July 2009 – Tomislav Piasevoli

Dynamic sets

Jul 272009

The reason I’m discussing this often mentioned topic is the following. After many hours spent on the analysis how do dynamic sets behave in SSAS front-ends, I’ve been asked a perfectly reasonable question: Why do we have dynamic set and when should it be used? I believe this article explains the story behind dynamic sets and their purpose, as well as when and how they should be used. It also warns the reader that the problem is not about the implementation of dynamic sets in SSAS, but about something else. What? You’ll see when you read it through.

INTRODUCING DYNAMIC SETS

SSAS 2005 and 2008 feature MDX script as a place to provide calculations. The reason is obvious – concentration of calculations on a server results in better query performance (precomputations, cache, etc.) and easier maintenance.
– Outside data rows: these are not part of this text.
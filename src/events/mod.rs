use serde::{Deserialize, Serialize};
use tokio::sync::mpsc;
use tracing::{error, info, warn};
use uuid::Uuid;

#[derive(Debug, Clone)]
pub struct EventSender {
    sender: mpsc::Sender<Event>,
}

impl EventSender {
    /// Creates a new EventSender
    pub fn new(sender: mpsc::Sender<Event>) -> Self {
        Self { sender }
    }

    /// Sends an event asynchronously
    pub async fn send(&self, event: Event) -> Result<(), String> {
        self.sender
            .send(event)
            .await
            .map_err(|e| format!("Failed to send event: {}", e))
    }

    /// Fire-and-forget variant; a full or closed channel only logs.
    pub fn notify(&self, event: Event) {
        if let Err(e) = self.sender.try_send(event) {
            warn!("Dropping order event: {}", e);
        }
    }
}

/// Order lifecycle notifications consumed by the notifier task.
#[derive(Debug, Clone, PartialEq, Eq, Serialize, Deserialize)]
pub enum Event {
    OrderCreated {
        order_id: Uuid,
        order_number: String,
        user_id: String,
        payment_method: String,
    },
    OrderStatusChanged {
        order_id: Uuid,
        old_status: String,
        new_status: String,
    },
    OrderCancelled {
        order_id: Uuid,
        reason: String,
    },
    /// A checkout session was confirmed again after its order already existed.
    CheckoutSessionReplayed {
        session_id: String,
        order_id: Uuid,
    },
}

/// Drains the channel until every sender is gone.
pub async fn process_events(mut rx: mpsc::Receiver<Event>) {
    info!("Starting event processing loop");

    while let Some(event) = rx.recv().await {
        info!("Received event: {:?}", event);

        match event {
            Event::OrderCreated {
                order_id,
                order_number,
                user_id,
                payment_method,
            } => {
                if let Err(e) =
                    handle_order_created(order_id, &order_number, &user_id, &payment_method).await
                {
                    error!(
                        "Failed to handle order created event: order_id={}, error={}",
                        order_id, e
                    );
                }
            }
            Event::OrderStatusChanged {
                order_id,
                old_status,
                new_status,
            } => {
                info!(
                    "Order {} moved from {} to {}",
                    order_id, old_status, new_status
                );
            }
            Event::OrderCancelled { order_id, reason } => {
                info!("Order {} cancelled: {}", order_id, reason);
            }
            Event::CheckoutSessionReplayed {
                session_id,
                order_id,
            } => {
                info!(
                    "Checkout session {} already materialized as order {}",
                    session_id, order_id
                );
            }
        }
    }

    warn!("Event processing loop has ended");
}

async fn handle_order_created(
    order_id: Uuid,
    order_number: &str,
    user_id: &str,
    payment_method: &str,
) -> Result<(), String> {
    if order_number.is_empty() {
        return Err("order created without an order number".to_string());
    }
    info!(
        "Sending order confirmation for {} ({}) to user {} via {}",
        order_number, order_id, user_id, payment_method
    );
    Ok(())
}

#[cfg(test)]
mod tests {
    use super::*;

    #[tokio::test]
    async fn sender_delivers_to_receiver() {
        let (tx, mut rx) = mpsc::channel(4);
        let sender = EventSender::new(tx);
        let order_id = Uuid::new_v4();

        sender
            .send(Event::OrderCancelled {
                order_id,
                reason: "changed mind".into(),
            })
            .await
            .unwrap();
        sender.notify(Event::OrderStatusChanged {
            order_id,
            old_status: "pending".into(),
            new_status: "confirmed".into(),
        });

        assert!(matches!(rx.recv().await, Some(Event::OrderCancelled { .. })));
        assert!(matches!(
            rx.recv().await,
            Some(Event::OrderStatusChanged { .. })
        ));
    }

    #[tokio::test]
    async fn send_fails_once_receiver_is_dropped() {
        let (tx, rx) = mpsc::channel(1);
        drop(rx);
        let sender = EventSender::new(tx);
        let err = sender
            .send(Event::OrderCancelled {
                order_id: Uuid::new_v4(),
                reason: String::new(),
            })
            .await
            .unwrap_err();
        assert!(err.starts_with("Failed to send event"));

        // notify never surfaces the failure
        sender.notify(Event::OrderCancelled {
            order_id: Uuid::new_v4(),
            reason: String::new(),
        });
    }

    #[tokio::test]
    async fn processing_loop_ends_when_senders_drop() {
        let (tx, rx) = mpsc::channel(4);
        let handle = tokio::spawn(process_events(rx));
        tx.send(Event::CheckoutSessionReplayed {
            session_id: "cs_test".into(),
            order_id: Uuid::new_v4(),
        })
        .await
        .unwrap();
        drop(tx);
        handle.await.unwrap();
    }
}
SSAS 2005 MDX script featured cube-based calculated members/sets support. While cube-based calculated members were equivalent in behavior to their query-based counterparts (except for some newly available internal optimization possibilities), cube-bases calculated sets were not. They were useful, but many times that was not enough. They didn’t behave exactly the same way query-based sets did and, for many, this was a big issue, because they couldn’t provide the same logic in cube as in query. In order to comply to requests, SSAS team introduced new kind of sets in its next version of SSAS – dynamic sets.
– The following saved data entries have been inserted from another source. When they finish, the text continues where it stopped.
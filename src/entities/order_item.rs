use rust_decimal::Decimal;
use sea_orm::entity::prelude::*;
use serde::{Deserialize, Serialize};
use uuid::Uuid;

/// Line item snapshot taken when the order is created
#[derive(Clone, Debug, PartialEq, Eq, DeriveEntityModel, Serialize, Deserialize)]
#[sea_orm(table_name = "order_items")]
pub struct Model {
    #[sea_orm(primary_key, auto_increment = false)]
    pub id: Uuid,
    pub order_id: Uuid,
    /// Position of the line within its order
    pub position: i32,
    pub product_id: String,
    pub shop_id: String,
    pub title: String,
    pub image: String,
    pub price: Decimal,
    pub quantity: i32,
    pub selected_color: String,
    pub selected_size: String,
    pub platform_fee: Decimal,
    pub seller_earnings: Decimal,
}

#[derive(Copy, Clone, Debug, EnumIter, DeriveRelation)]
pub enum Relation {
    #[sea_orm(
        belongs_to = "super::order::Entity",
        from = "Column::OrderId",
        to = "super::order::Column::Id"
    )]
    Order,
}

impl Related<super::order::Entity> for Entity {
    fn to() -> RelationDef {
        Relation::Order.def()
    }
}

impl ActiveModelBehavior for ActiveModel {}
Dynamic sets, unlike static sets, are fully equivalent to calculated sets defined in a query. Which means BI developers were finally able to achieve the same functionality in MDX script as once in query.

It’s important to notice that sets in SSAS 2005 have not been converted to dynamic, once implemented in SSAS 2008. Today, both versions of sets exist, both are useful. One variant was named STATIC, the other DYNAMIC. And it’s solely up to a BI developer to prefix them appropriately in their definition. Default are static sets (for historic reasons, 2005->2008 compatibility), which means prefix can be ommited.

DESIGN AND USAGE

The rule for usage was simple. If a BI developer needs a hardcoded collection of members, which doesn’t change no matter what in query/pivot, he/she should use static sets. In all other scenarios, a dynamic set can be used. So, how come there are problems here and there using them?
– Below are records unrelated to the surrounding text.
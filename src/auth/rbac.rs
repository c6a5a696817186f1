/*!
 * # Role-Based Access Control
 *
 * Marketplace roles and the single authorization check used by the
 * services. Handlers never decide who may do what; the service operation
 * calls [`require_role`] itself so the rule holds no matter how it is
 * reached.
 */

use serde::{Deserialize, Serialize};
use strum::{Display, EnumString};
use tracing::warn;

use super::AuthUser;
use crate::errors::ServiceError;

#[derive(
    Debug, Clone, Copy, PartialEq, Eq, Hash, Default, Serialize, Deserialize, Display, EnumString,
)]
#[serde(rename_all = "lowercase")]
#[strum(serialize_all = "lowercase")]
pub enum Role {
    /// Storefront customer; the auth service calls this role `user`
    #[default]
    #[serde(alias = "user")]
    #[strum(to_string = "buyer", serialize = "user")]
    Buyer,
    Seller,
    Admin,
}

/// Fails with `Forbidden` unless the principal holds one of `allowed`.
pub fn require_role(principal: &AuthUser, allowed: &[Role]) -> Result<(), ServiceError> {
    if allowed.contains(&principal.role) {
        return Ok(());
    }

    warn!(
        user_id = %principal.id,
        role = %principal.role,
        "principal lacks required role"
    );
    Err(ServiceError::Forbidden(
        "You don't have permission".to_string(),
    ))
}

#[cfg(test)]
mod tests {
    use super::*;
    use assert_matches::assert_matches;
    use std::str::FromStr;

    #[test]
    fn role_parses_auth_service_alias() {
        assert_eq!(Role::from_str("user").unwrap(), Role::Buyer);
        assert_eq!(Role::from_str("buyer").unwrap(), Role::Buyer);
        assert_eq!(Role::from_str("admin").unwrap(), Role::Admin);
        assert!(Role::from_str("superuser").is_err());
        assert_eq!(Role::Seller.to_string(), "seller");
    }

    #[test]
    fn require_role_allows_listed_roles_only() {
        let seller = AuthUser::new("s1", Role::Seller);
        assert!(require_role(&seller, &[Role::Seller, Role::Admin]).is_ok());
        assert_matches!(
            require_role(&seller, &[Role::Admin]),
            Err(ServiceError::Forbidden(_))
        );
    }
}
We said that query-based sets should have their cube-based equivalent. And they do, at least in SSAS 2008. When we implement cube-based sets, we enjoy the comfort of being able to refer to them in any query. Equally so, end-users are able to use them in a pivot table (SSAS front-ends) which is an extra plus. That is unless we hide them, which rarely is the case. Part of our intention is to provide those sets directly to end-users, not just to be able to refer to them in our queries.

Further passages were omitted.